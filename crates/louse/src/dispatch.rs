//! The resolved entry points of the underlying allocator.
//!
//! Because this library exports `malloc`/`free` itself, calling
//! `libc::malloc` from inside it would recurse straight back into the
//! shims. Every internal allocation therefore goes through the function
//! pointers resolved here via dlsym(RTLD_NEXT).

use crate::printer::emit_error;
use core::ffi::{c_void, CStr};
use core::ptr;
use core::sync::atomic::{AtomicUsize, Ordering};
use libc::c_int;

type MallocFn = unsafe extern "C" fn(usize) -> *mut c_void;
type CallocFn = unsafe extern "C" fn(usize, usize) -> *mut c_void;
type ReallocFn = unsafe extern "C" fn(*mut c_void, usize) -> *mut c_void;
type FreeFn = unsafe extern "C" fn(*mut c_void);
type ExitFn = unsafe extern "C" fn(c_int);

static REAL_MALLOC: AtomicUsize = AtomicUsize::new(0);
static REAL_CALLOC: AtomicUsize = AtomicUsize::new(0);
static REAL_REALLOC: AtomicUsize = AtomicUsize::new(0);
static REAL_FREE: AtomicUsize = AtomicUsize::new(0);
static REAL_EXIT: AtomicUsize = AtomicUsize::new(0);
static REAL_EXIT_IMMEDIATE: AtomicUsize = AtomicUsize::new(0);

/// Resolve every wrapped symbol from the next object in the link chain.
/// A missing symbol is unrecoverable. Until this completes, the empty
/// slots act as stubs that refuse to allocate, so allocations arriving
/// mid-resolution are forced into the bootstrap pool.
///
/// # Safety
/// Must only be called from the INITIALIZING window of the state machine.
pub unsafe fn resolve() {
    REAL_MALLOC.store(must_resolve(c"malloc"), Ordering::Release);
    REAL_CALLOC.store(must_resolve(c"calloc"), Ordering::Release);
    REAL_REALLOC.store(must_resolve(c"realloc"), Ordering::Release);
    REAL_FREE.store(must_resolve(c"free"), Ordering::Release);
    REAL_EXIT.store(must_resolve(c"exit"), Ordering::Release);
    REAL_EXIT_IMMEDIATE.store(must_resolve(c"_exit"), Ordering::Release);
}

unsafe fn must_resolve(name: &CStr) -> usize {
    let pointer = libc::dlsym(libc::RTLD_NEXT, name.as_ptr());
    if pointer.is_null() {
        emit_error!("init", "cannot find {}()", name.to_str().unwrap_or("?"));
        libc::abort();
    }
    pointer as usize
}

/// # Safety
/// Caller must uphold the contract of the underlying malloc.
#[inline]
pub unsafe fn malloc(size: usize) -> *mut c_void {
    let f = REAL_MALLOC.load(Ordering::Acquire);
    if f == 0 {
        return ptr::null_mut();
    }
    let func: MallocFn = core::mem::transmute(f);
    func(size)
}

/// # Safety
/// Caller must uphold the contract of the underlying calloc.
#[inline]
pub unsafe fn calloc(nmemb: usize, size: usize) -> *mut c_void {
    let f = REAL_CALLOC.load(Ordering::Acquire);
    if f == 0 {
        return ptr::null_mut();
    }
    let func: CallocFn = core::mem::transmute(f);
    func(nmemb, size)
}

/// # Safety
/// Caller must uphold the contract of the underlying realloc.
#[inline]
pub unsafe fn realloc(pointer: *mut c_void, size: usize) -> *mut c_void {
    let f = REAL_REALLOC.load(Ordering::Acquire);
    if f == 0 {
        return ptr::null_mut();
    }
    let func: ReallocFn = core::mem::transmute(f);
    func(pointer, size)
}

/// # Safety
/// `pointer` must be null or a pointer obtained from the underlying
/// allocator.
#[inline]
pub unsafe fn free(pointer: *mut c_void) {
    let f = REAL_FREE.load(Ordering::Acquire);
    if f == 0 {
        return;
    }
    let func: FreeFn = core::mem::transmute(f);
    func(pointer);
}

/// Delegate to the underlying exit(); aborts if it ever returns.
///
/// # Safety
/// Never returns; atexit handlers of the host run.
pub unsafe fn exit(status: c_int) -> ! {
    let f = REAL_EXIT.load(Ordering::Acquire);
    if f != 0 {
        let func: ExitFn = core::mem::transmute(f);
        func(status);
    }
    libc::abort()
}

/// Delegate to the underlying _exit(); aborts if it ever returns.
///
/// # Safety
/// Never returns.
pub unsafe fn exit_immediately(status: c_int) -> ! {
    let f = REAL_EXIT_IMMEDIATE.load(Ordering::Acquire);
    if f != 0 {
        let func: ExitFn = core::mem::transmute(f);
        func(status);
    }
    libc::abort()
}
____
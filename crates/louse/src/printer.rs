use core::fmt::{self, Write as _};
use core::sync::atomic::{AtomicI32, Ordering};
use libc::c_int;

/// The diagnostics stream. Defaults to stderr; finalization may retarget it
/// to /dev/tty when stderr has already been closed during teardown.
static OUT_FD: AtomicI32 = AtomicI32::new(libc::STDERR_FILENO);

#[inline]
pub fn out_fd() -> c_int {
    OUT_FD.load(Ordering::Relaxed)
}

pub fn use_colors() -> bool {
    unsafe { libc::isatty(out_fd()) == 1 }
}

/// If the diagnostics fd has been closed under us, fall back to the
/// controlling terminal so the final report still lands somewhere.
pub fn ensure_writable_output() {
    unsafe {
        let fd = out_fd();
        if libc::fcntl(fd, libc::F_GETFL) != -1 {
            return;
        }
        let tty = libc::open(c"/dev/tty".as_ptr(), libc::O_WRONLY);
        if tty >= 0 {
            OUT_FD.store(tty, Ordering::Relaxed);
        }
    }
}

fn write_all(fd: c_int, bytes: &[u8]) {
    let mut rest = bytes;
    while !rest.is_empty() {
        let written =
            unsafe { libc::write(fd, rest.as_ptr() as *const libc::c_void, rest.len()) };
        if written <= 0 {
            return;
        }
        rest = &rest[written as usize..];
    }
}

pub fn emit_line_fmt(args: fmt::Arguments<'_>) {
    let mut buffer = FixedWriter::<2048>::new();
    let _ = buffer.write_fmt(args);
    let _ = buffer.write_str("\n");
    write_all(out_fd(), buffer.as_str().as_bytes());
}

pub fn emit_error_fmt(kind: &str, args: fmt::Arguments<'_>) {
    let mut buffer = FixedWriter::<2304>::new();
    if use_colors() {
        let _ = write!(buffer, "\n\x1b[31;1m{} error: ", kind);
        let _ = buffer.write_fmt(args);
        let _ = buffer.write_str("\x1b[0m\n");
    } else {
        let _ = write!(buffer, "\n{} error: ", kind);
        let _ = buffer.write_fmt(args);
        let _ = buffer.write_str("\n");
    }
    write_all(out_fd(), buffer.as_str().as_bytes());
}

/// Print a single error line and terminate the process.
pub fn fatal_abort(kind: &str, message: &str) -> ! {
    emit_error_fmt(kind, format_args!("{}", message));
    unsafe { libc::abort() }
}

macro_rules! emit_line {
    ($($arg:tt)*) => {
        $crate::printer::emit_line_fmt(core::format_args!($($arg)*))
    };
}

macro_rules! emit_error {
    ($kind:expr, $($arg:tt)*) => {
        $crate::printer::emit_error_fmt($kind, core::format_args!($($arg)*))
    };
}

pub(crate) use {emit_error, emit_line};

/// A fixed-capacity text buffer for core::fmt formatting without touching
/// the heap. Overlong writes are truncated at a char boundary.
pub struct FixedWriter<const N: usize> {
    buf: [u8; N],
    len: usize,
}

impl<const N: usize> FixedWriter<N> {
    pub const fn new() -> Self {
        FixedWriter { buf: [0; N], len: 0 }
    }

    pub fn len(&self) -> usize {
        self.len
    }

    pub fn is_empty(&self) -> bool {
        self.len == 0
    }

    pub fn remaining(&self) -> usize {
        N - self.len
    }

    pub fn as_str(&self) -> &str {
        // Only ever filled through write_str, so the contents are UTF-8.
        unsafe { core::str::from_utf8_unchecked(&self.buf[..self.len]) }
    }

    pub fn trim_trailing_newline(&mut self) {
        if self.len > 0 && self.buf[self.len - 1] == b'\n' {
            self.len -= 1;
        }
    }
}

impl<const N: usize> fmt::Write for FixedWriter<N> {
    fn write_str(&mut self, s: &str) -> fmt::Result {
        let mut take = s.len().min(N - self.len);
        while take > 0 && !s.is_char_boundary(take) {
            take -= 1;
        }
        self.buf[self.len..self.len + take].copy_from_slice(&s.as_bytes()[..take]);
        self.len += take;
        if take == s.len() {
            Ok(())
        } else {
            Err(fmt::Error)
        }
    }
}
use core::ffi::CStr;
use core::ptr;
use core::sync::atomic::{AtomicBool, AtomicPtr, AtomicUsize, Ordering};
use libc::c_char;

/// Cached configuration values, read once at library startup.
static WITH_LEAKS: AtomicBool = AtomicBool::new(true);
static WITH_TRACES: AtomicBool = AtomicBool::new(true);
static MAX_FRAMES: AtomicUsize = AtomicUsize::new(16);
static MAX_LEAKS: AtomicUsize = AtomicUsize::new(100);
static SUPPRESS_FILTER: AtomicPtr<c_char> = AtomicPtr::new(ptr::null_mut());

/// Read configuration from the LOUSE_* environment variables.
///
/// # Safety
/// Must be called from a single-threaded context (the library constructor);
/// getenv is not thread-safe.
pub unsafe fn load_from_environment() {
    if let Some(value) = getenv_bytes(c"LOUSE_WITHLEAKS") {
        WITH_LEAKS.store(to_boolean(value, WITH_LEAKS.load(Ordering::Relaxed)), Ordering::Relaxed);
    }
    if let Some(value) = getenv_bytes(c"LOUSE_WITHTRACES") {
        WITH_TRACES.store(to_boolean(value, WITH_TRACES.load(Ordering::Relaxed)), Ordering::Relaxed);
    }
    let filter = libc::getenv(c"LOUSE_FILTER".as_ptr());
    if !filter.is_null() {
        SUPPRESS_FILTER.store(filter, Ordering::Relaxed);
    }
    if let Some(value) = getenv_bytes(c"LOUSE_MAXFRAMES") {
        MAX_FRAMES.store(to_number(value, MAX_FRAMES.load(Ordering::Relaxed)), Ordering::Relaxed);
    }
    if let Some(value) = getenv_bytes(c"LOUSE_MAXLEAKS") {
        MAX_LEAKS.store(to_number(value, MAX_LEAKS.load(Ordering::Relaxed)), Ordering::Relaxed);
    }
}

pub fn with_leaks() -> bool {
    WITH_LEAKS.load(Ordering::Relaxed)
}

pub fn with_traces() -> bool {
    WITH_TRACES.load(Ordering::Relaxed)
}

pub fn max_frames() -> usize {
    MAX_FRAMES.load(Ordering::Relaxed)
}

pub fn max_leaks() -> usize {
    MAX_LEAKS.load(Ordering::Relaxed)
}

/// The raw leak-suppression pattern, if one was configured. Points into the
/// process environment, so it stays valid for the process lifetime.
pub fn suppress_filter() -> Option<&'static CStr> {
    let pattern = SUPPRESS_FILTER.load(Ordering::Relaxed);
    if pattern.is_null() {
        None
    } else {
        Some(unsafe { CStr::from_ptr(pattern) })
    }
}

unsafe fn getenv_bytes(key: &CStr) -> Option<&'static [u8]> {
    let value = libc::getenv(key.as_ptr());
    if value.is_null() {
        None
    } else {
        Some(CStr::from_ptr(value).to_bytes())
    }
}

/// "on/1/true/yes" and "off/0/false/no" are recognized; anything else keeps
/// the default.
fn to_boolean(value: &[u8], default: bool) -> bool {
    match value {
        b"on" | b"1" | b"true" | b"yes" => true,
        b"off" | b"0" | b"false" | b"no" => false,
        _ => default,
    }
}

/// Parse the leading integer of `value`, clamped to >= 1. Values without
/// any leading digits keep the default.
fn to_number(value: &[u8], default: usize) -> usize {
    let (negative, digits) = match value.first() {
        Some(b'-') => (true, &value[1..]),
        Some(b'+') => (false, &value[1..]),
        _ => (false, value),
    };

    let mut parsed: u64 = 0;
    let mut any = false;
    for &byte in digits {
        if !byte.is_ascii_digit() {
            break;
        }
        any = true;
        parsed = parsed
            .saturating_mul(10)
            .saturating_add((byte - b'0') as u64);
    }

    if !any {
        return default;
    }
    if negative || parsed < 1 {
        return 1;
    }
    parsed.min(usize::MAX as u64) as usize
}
____
The problem ::
All the lines that hold the word "called" must appear in the answer, copied from the records.

Output of the task ::
/// Must only be called from the INITIALIZING window of the state machine.
/// Must be called from a single-threaded context (the library constructor);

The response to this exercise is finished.